Duduk di kursi belakang bertepatan dengan jendela bus sebelah kanan, Nara tatap pohon-pohon yang berjalan mundur.
“Enam tahun lalu, gue titip sakitnya ke Jakarta. Saat ini Jakarta mengembalikan sakitnya lagi,” ucap Nara dengan kepala yang ia senderkan ke kaca.
Setelah mengirim pesan kepada Arjuna, ia mematikan ponselnya.
Tertidur. Nara meletakan sakitnya sementara.
Langkah demi langkah Nara ambil untuk bertemu keluarganya di Bandung, ia lihat Ibu dan Pandu sudah menunggu di ruang tamu.
Wajah ibu lusuh, ada bekas air mata di pipinya. Beberapa menit yang lalu Ibu menangis ditemani anak laki-lakinya.
Nara peluk tubuh sang Ibu, mencari kenyamanan di setiap gerak.
Hangat.
Lega.
Ia pejamkan matanya tanpa berbicara, begitupun sang Ibu. Wanita paruh baya ini hanya mendekap erat putri kesayangannya.
“Anak Ibu sudah besar, ya?” Diusap rambut panjang Nara. Nara anggukan kepala untuk jawaban dari pertanyaan ibu.
“Nak, jika memang seperti ini jalannya, kamu harus ikhlas, Ibu tidak mau kamu memohon-mohon untuk sesuatu yang tidak bisa kamu miliki, Ibu tidak tega melihat kamu seperti itu.”
“Ibu tau dari mana?” bisik Nara dengan suara parau.
“Mamanya Arjuna, dia bilang maaf ke Ibu karena sudah pisahin anak Ibu sama anaknya, dia bilang juga kalau dia tidak ingin Arjuna menjalani hidup yang sulit seperti dirinya. Mama Arjuna juga bilang pilihan orang tua itu jauh lebih baik untuk kehidupan anaknya.”
“Iya, Bu. Nara paham. Nara punya jiwa yang lapang buat Nerima semuanya.”
Nara tidak tahu bagaimana perasaan sang ibu, dimana ia harus mendengar ucapan yang seakan merendahkan anak dan keluarganya.
"Maaf."
"Maaf kenapa, sayang?"
"Maaf karena Nara, ibu jadi mendengar kalimat yang seperti itu."
Nara berucap seraya menahan tangisnya, ada marah yang terlintas membuatnya menyesali segala upaya yang pernah ia usahakan.
Setelah jadi pengemis restu, mereka ngelakuin ini ke ibu!
Hatinya terasa mendidih.
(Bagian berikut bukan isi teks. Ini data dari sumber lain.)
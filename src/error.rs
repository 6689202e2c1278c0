use crate::types::FailureKind;
use thiserror::Error;

/// Fatal: the instance directory could not produce an endpoint list.
///
/// Nothing to scan means no partial report is attempted; this propagates
/// straight out of the invocation.
#[derive(Debug, Error)]
pub enum DirectoryError {
    #[error("inventory request failed: {0}")]
    Http(#[from] reqwest::Error),
    #[error("malformed endpoint list: {0}")]
    Malformed(String),
}

/// Fatal: configuration rejected before any dispatch.
#[derive(Debug, Error)]
pub enum ConfigError {
    #[error("max_schema_count must be non-negative, got {0}")]
    NegativeMaxSchemaCount(i64),
    #[error("schema_marker must be non-empty")]
    EmptyMarker,
    #[error("inspect_timeout must be non-zero")]
    ZeroTimeout,
}

/// Per-endpoint inspection failure. Never fatal: recorded as data in the
/// report for that endpoint only.
#[derive(Debug, Error)]
pub enum InspectError {
    #[error("connection failed: {0}")]
    Connection(String),
    #[error("query failed: {0}")]
    Query(String),
}

impl InspectError {
    pub fn kind(&self) -> FailureKind {
        match self {
            InspectError::Connection(_) => FailureKind::Connection,
            InspectError::Query(_) => FailureKind::Query,
        }
    }
}
use crate::config::ScanConfig;
use crate::error::ConfigError;
use crate::inspector::SchemaInspector;
use crate::types::{AggregateReport, CapacityReport, Endpoint, FailureKind, ScanFailure};
use std::collections::HashMap;
use std::sync::Arc;
use tokio::sync::{Mutex, Semaphore};
use tokio::task::JoinSet;
use tokio::time;
use tokio_util::sync::CancellationToken;
use tracing::{debug, info, warn};
use ::time::{format_description::well_known, OffsetDateTime};

/// Inspect all qualifying endpoints concurrently and aggregate one report.
///
/// - Filters endpoints by the configured host prefix; non-matching hosts are
///   skipped before any task is spawned.
/// - Limits concurrent inspections with a `Semaphore` sized by
///   `config.concurrency`.
/// - Bounds each inspection with `tokio::time::timeout`; a timeout becomes a
///   failure entry for that endpoint, never a hung join.
/// - Produces exactly one outcome per dispatched endpoint: results and
///   failures together always add up to the dispatched count.
pub async fn scan(
    endpoints: &[Endpoint],
    inspector: Arc<dyn SchemaInspector>,
    config: &ScanConfig,
) -> Result<AggregateReport, ConfigError> {
    scan_internal(endpoints, inspector, config, None).await
}

/// Variant that accepts a `CancellationToken`, for callers running under an
/// external deadline. On cancellation the scan still returns a complete
/// report: finished endpoints keep their results, unfinished ones are
/// recorded as `cancelled` failures.
pub async fn scan_with_cancel(
    endpoints: &[Endpoint],
    inspector: Arc<dyn SchemaInspector>,
    config: &ScanConfig,
    cancel: CancellationToken,
) -> Result<AggregateReport, ConfigError> {
    scan_internal(endpoints, inspector, config, Some(cancel)).await
}

#[derive(Debug, Clone)]
enum Outcome {
    Report(CapacityReport),
    Failure(ScanFailure),
}

impl Outcome {
    fn host(&self) -> &str {
        match self {
            Outcome::Report(r) => &r.host,
            Outcome::Failure(f) => &f.host,
        }
    }
}

async fn scan_internal(
    endpoints: &[Endpoint],
    inspector: Arc<dyn SchemaInspector>,
    config: &ScanConfig,
    cancel_opt: Option<CancellationToken>,
) -> Result<AggregateReport, ConfigError> {
    config.validate()?;
    let started_at = now_rfc3339();

    let qualifying: Vec<Endpoint> = endpoints
        .iter()
        .filter(|e| e.host.starts_with(&config.host_prefix))
        .cloned()
        .collect();
    let skipped = (endpoints.len() - qualifying.len()) as u64;
    let dispatched = qualifying.len() as u64;
    info!(
        candidates = endpoints.len(),
        dispatched, skipped, "starting scan"
    );

    if qualifying.is_empty() {
        return Ok(AggregateReport {
            started_at,
            dispatched: 0,
            skipped,
            reports: Vec::new(),
            failures: Vec::new(),
        });
    }

    let outcomes: Arc<Mutex<Vec<Outcome>>> =
        Arc::new(Mutex::new(Vec::with_capacity(qualifying.len())));
    let sem = Arc::new(Semaphore::new(config.concurrency.clamp(1, 1024)));
    let mut set = JoinSet::new();
    let cancel = cancel_opt.unwrap_or_default();

    // Dispatched host occurrence counts, for the post-join reconciliation.
    let mut pending: HashMap<String, usize> = HashMap::new();

    for ep in qualifying {
        let permit = sem
            .clone()
            .acquire_owned()
            .await
            .expect("semaphore in scope");
        *pending.entry(ep.host.clone()).or_insert(0) += 1;

        let outcomes = outcomes.clone();
        let inspector = inspector.clone();
        let cancel = cancel.clone();
        let marker = config.schema_marker.clone();
        let max_schema_count = config.max_schema_count;
        let timeout = config.inspect_timeout;

        set.spawn(async move {
            let _permit = permit; // keep permit until task completes

            let outcome = if cancel.is_cancelled() {
                Outcome::Failure(ScanFailure {
                    host: ep.host.clone(),
                    kind: FailureKind::Cancelled,
                    error: "scan cancelled before inspection".to_string(),
                })
            } else {
                // Cancellation interrupts an in-flight inspection too;
                // otherwise a slow endpoint would pin the join barrier for
                // the full timeout after Ctrl-C.
                let inspected = tokio::select! {
                    _ = cancel.cancelled() => None,
                    res = time::timeout(timeout, inspector.inspect(&ep)) => Some(res),
                };
                match inspected {
                    None => {
                        Outcome::Failure(ScanFailure {
                            host: ep.host.clone(),
                            kind: FailureKind::Cancelled,
                            error: "scan cancelled during inspection".to_string(),
                        })
                    }
                    Some(Ok(Ok(names))) => {
                        let schemas: Vec<String> = names
                            .into_iter()
                            .filter(|n| n.contains(&marker))
                            .collect();
                        let schema_count = schemas.len();
                        // Signed on purpose: over-provisioned instances go negative.
                        let available_slots = max_schema_count - schema_count as i64;
                        debug!(host = %ep.host, schema_count, available_slots, "inspected");
                        Outcome::Report(CapacityReport {
                            host: ep.host.clone(),
                            schema_count,
                            schemas,
                            available_slots,
                        })
                    }
                    Some(Ok(Err(e))) => {
                        warn!(host = %ep.host, error = %e, "inspection failed");
                        Outcome::Failure(ScanFailure {
                            host: ep.host.clone(),
                            kind: e.kind(),
                            error: e.to_string(),
                        })
                    }
                    Some(Err(_)) => {
                        warn!(host = %ep.host, ?timeout, "inspection timed out");
                        Outcome::Failure(ScanFailure {
                            host: ep.host.clone(),
                            kind: FailureKind::Timeout,
                            error: format!("no response within {timeout:?}"),
                        })
                    }
                }
            };

            let mut guard = outcomes.lock().await;
            guard.push(outcome);
        });
    }

    // Count-based join: wait for every spawned task, not for a fixed delay.
    while set.join_next().await.is_some() {}

    let collected = match Arc::try_unwrap(outcomes) {
        Ok(m) => m.into_inner(),
        // All tasks are joined, so this branch only fires if a clone leaked;
        // fall back to copying out the contents.
        Err(arc) => arc.lock().await.clone(),
    };

    let mut reports = Vec::new();
    let mut failures = Vec::new();
    for outcome in collected {
        if let Some(n) = pending.get_mut(outcome.host()) {
            *n = n.saturating_sub(1);
        }
        match outcome {
            Outcome::Report(r) => reports.push(r),
            Outcome::Failure(f) => failures.push(f),
        }
    }

    // A task that panicked never pushed an outcome. Back-fill so the report
    // still accounts for every dispatched endpoint.
    for (host, n) in pending {
        for _ in 0..n {
            warn!(host = %host, "inspection task vanished without reporting");
            failures.push(ScanFailure {
                host: host.clone(),
                kind: FailureKind::Lost,
                error: "inspection task terminated abnormally".to_string(),
            });
        }
    }

    info!(
        ok = reports.len(),
        failed = failures.len(),
        "scan finished"
    );
    Ok(AggregateReport {
        started_at,
        dispatched,
        skipped,
        reports,
        failures,
    })
}

fn now_rfc3339() -> String {
    let now = OffsetDateTime::now_utc();
    now.format(&well_known::Rfc3339)
        .unwrap_or_else(|_| String::from("1970-01-01T00:00:00Z"))
}
//! Startup idea evaluation handler
//!
//! POST /evaluate

use crate::handlers::AppState;
use crate::models::{EvaluationRequest, EvaluationResponse};
use crate::utils::error::{AppError, AppResult};
use axum::{
    body::Bytes,
    extract::{rejection::BytesRejection, State},
    http::StatusCode,
    Json,
};
use std::sync::Arc;
use tracing::{debug, info};

/// Handle an evaluation request
///
/// The body is parsed by hand so that an absent body, invalid JSON and a
/// missing `idea` key all produce the same validation error.
pub async fn evaluate_idea(
    State(state): State<Arc<AppState>>,
    body: Result<Bytes, BytesRejection>,
) -> AppResult<Json<EvaluationResponse>> {
    let body = body.map_err(|rejection| body_error(&state, rejection))?;
    let request = EvaluationRequest::from_body(&body).ok_or_else(AppError::missing_idea)?;
    debug!("Evaluating idea of {} chars", request.idea.chars().count());

    let evaluation = state.evaluator.evaluate(&request.idea).await?;

    info!("Evaluation completed");
    Ok(Json(EvaluationResponse { evaluation }))
}

/// Map a body buffering failure to an application error
fn body_error(state: &AppState, rejection: BytesRejection) -> AppError {
    if rejection.status() == StatusCode::PAYLOAD_TOO_LARGE {
        AppError::payload_too_large(state.settings.request.max_request_size)
    } else {
        debug!("Failed to read request body: {}", rejection.body_text());
        AppError::missing_idea()
    }
}
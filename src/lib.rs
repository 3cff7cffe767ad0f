//! Startup Idea Evaluator Library
//!
//! Evaluates short startup ideas through an OpenAI chat completion

pub mod config;
pub mod handlers;
pub mod middleware;
pub mod models;
pub mod services;
pub mod utils;

// Re-export common types
pub use config::Settings;
pub use handlers::{create_router, create_router_with_client, AppState};
pub use services::{CompletionClient, IdeaEvaluator, OpenAIClient};
pub use utils::error::{AppError, AppResult, UpstreamError};

/// Library version information
pub const VERSION: &str = env!("CARGO_PKG_VERSION");

/// Library name
pub const NAME: &str = env!("CARGO_PKG_NAME");

/// Library description
pub const DESCRIPTION: &str = env!("CARGO_PKG_DESCRIPTION");

/// Get version information
pub fn version_info() -> String {
    format!("{} v{} - {}", NAME, VERSION, DESCRIPTION)
}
Memutuskan hubungan dengan Arjuna tidaklah salah setelah ia mendengar penjelasan dari sang ibu.
“Putri Ibu sudah dewasa, Ibu yakin suatu hari nanti ada seorang dan keluarganya yang nerima kamu dengan apapun yang kamu miliki.” Dikecupnya puncak kepala Nara, “ibu buatkan minuman, ya? Kamu mau apa, sayang?” tambahnya.
“Apa aja, Bu.” Nara lepas dekapan itu, melihat ibu berjalan ke arah dapur untuk membuatkan minum untuk dirinya.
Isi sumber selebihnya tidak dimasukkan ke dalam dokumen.